- Provided records:

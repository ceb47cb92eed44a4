// SPDX-License-Identifier: MIT OR Apache-2.0
//! Socket definitions for node inputs/outputs.

use crate::connection::ConnectionId;
use crate::node::NodeId;
use serde::{Deserialize, Serialize};
use uuid::Uuid;

/// Unique identifier for a socket
#[derive(Debug, Clone, Copy, PartialEq, Eq, Hash, PartialOrd, Ord, Serialize, Deserialize)]
pub struct SocketId(pub Uuid);

impl SocketId {
    /// Create a new random socket ID
    pub fn new() -> Self {
        Self(Uuid::new_v4())
    }
}

impl Default for SocketId {
    fn default() -> Self {
        Self::new()
    }
}

/// Socket direction
#[derive(Debug, Clone, Copy, PartialEq, Eq, Hash, Serialize, Deserialize)]
pub enum SocketDirection {
    /// Input socket, the receiving end of a connection
    Input,
    /// Output socket, the originating end of a connection
    Output,
}

impl SocketDirection {
    /// The opposite direction
    pub fn opposite(self) -> Self {
        match self {
            Self::Input => Self::Output,
            Self::Output => Self::Input,
        }
    }
}

/// How many connections a socket accepts
#[derive(Debug, Clone, Copy, PartialEq, Eq, Default, Serialize, Deserialize)]
pub enum SocketArity {
    /// At most one connection; a new connection replaces the existing one
    Override,
    /// Unbounded number of connections
    #[default]
    Multiple,
}

/// Kind of flow carried by a socket
#[derive(Debug, Clone, PartialEq, Eq, Hash, Serialize, Deserialize)]
pub enum SocketType {
    /// State-to-state transition flow
    Flow,
    /// Wildcard, compatible with every type
    Any,
    /// Custom type tag
    Custom(String),
}

impl SocketType {
    /// Get the color for this socket type (for UI)
    pub fn color(&self) -> [u8; 3] {
        match self {
            Self::Flow => [200, 200, 200],
            Self::Any => [150, 150, 150],
            Self::Custom(_) => [100, 150, 200],
        }
    }

    /// Check if this type can connect to another type
    pub fn can_connect_to(&self, other: &SocketType) -> bool {
        matches!(self, Self::Any) || matches!(other, Self::Any) || self == other
    }
}

/// A socket on a node
#[derive(Debug, Clone, Serialize, Deserialize)]
pub struct Socket {
    /// Unique socket ID
    pub id: SocketId,
    /// Owning node
    pub node_id: NodeId,
    /// Socket name
    pub name: String,
    /// Socket direction
    pub direction: SocketDirection,
    /// Arity policy
    pub arity: SocketArity,
    /// Flow type
    pub socket_type: SocketType,
    /// Connections attached to this socket
    pub connections: Vec<ConnectionId>,
    /// Anchor offsets relative to the owning node's grid position.
    /// Empty means a single anchor on the node edge facing `direction`.
    pub anchors: Vec<[f32; 2]>,
    /// Whether the socket may be moved up/down among its siblings
    pub reorderable: bool,
    /// Position among reorderable siblings
    pub reorder_index: usize,
    /// Whether the user may remove this socket
    pub deletable: bool,
    /// Scales the tangent length of curves leaving this socket
    pub tangent_modifier: f32,
}

impl Socket {
    /// Create a new socket owned by `node_id`
    pub fn new(
        node_id: NodeId,
        name: impl Into<String>,
        direction: SocketDirection,
        arity: SocketArity,
        socket_type: SocketType,
    ) -> Self {
        Self {
            id: SocketId::new(),
            node_id,
            name: name.into(),
            direction,
            arity,
            socket_type,
            connections: Vec::new(),
            anchors: Vec::new(),
            reorderable: false,
            reorder_index: 0,
            deletable: true,
            tangent_modifier: 1.0,
        }
    }

    /// Create a new flow input socket
    pub fn input(node_id: NodeId, name: impl Into<String>) -> Self {
        Self::new(node_id, name, SocketDirection::Input, SocketArity::Multiple, SocketType::Flow)
    }

    /// Create a new flow output socket
    pub fn output(node_id: NodeId, name: impl Into<String>) -> Self {
        Self::new(node_id, name, SocketDirection::Output, SocketArity::Override, SocketType::Flow)
    }

    /// Set the arity policy
    pub fn with_arity(mut self, arity: SocketArity) -> Self {
        self.arity = arity;
        self
    }

    /// Set the socket type
    pub fn with_type(mut self, socket_type: SocketType) -> Self {
        self.socket_type = socket_type;
        self
    }

    /// Add an explicit anchor offset
    pub fn with_anchor(mut self, offset: [f32; 2]) -> Self {
        self.anchors.push(offset);
        self
    }

    /// Mark as reorderable
    pub fn reorderable(mut self) -> Self {
        self.reorderable = true;
        self
    }

    /// Mark as non-deletable
    pub fn locked(mut self) -> Self {
        self.deletable = false;
        self
    }

    /// Whether this socket has any connection
    pub fn is_connected(&self) -> bool {
        !self.connections.is_empty()
    }

    /// Whether the arity policy allows only one connection
    pub fn is_override(&self) -> bool {
        self.arity == SocketArity::Override
    }

    /// Structural compatibility with another socket: opposite directions,
    /// distinct nodes and compatible types.
    pub fn can_connect(&self, other: &Socket) -> bool {
        self.direction != other.direction
            && self.node_id != other.node_id
            && self.socket_type.can_connect_to(&other.socket_type)
    }
}

#[cfg(test)]
mod tests {
    use super::*;

    #[test]
    fn test_type_compatibility() {
        assert!(SocketType::Flow.can_connect_to(&SocketType::Flow));
        assert!(SocketType::Any.can_connect_to(&SocketType::Custom("x".into())));
        assert!(!SocketType::Flow.can_connect_to(&SocketType::Custom("x".into())));
        assert!(SocketType::Custom("x".into()).can_connect_to(&SocketType::Custom("x".into())));
    }

    #[test]
    fn test_can_connect_rules() {
        let a = NodeId::new();
        let b = NodeId::new();
        let out = Socket::output(a, "Out");
        let input = Socket::input(b, "In");
        assert!(out.can_connect(&input));
        assert!(input.can_connect(&out));

        let same_dir = Socket::output(b, "Out");
        assert!(!out.can_connect(&same_dir));

        let self_loop = Socket::input(a, "In");
        assert!(!out.can_connect(&self_loop));

        let typed = Socket::input(b, "Typed").with_type(SocketType::Custom("event".into()));
        assert!(!out.can_connect(&typed));
    }
}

- What you are asked to do: With the line holding "Mark as reorderable" as the first and the line holding "pub fn can_connect(&self, other: &Socket)" as the last, please transcribe exactly the lines of the material above in that range and nothing else.

- Your solution:
    /// Mark as reorderable
    pub fn reorderable(mut self) -> Self {
        self.reorderable = true;
        self
    }

    /// Mark as non-deletable
    pub fn locked(mut self) -> Self {
        self.deletable = false;
        self
    }

    /// Whether this socket has any connection
    pub fn is_connected(&self) -> bool {
        !self.connections.is_empty()
    }

    /// Whether the arity policy allows only one connection
    pub fn is_override(&self) -> bool {
        self.arity == SocketArity::Override
    }

    /// Structural compatibility with another socket: opposite directions,
    /// distinct nodes and compatible types.
    pub fn can_connect(&self, other: &Socket) -> bool {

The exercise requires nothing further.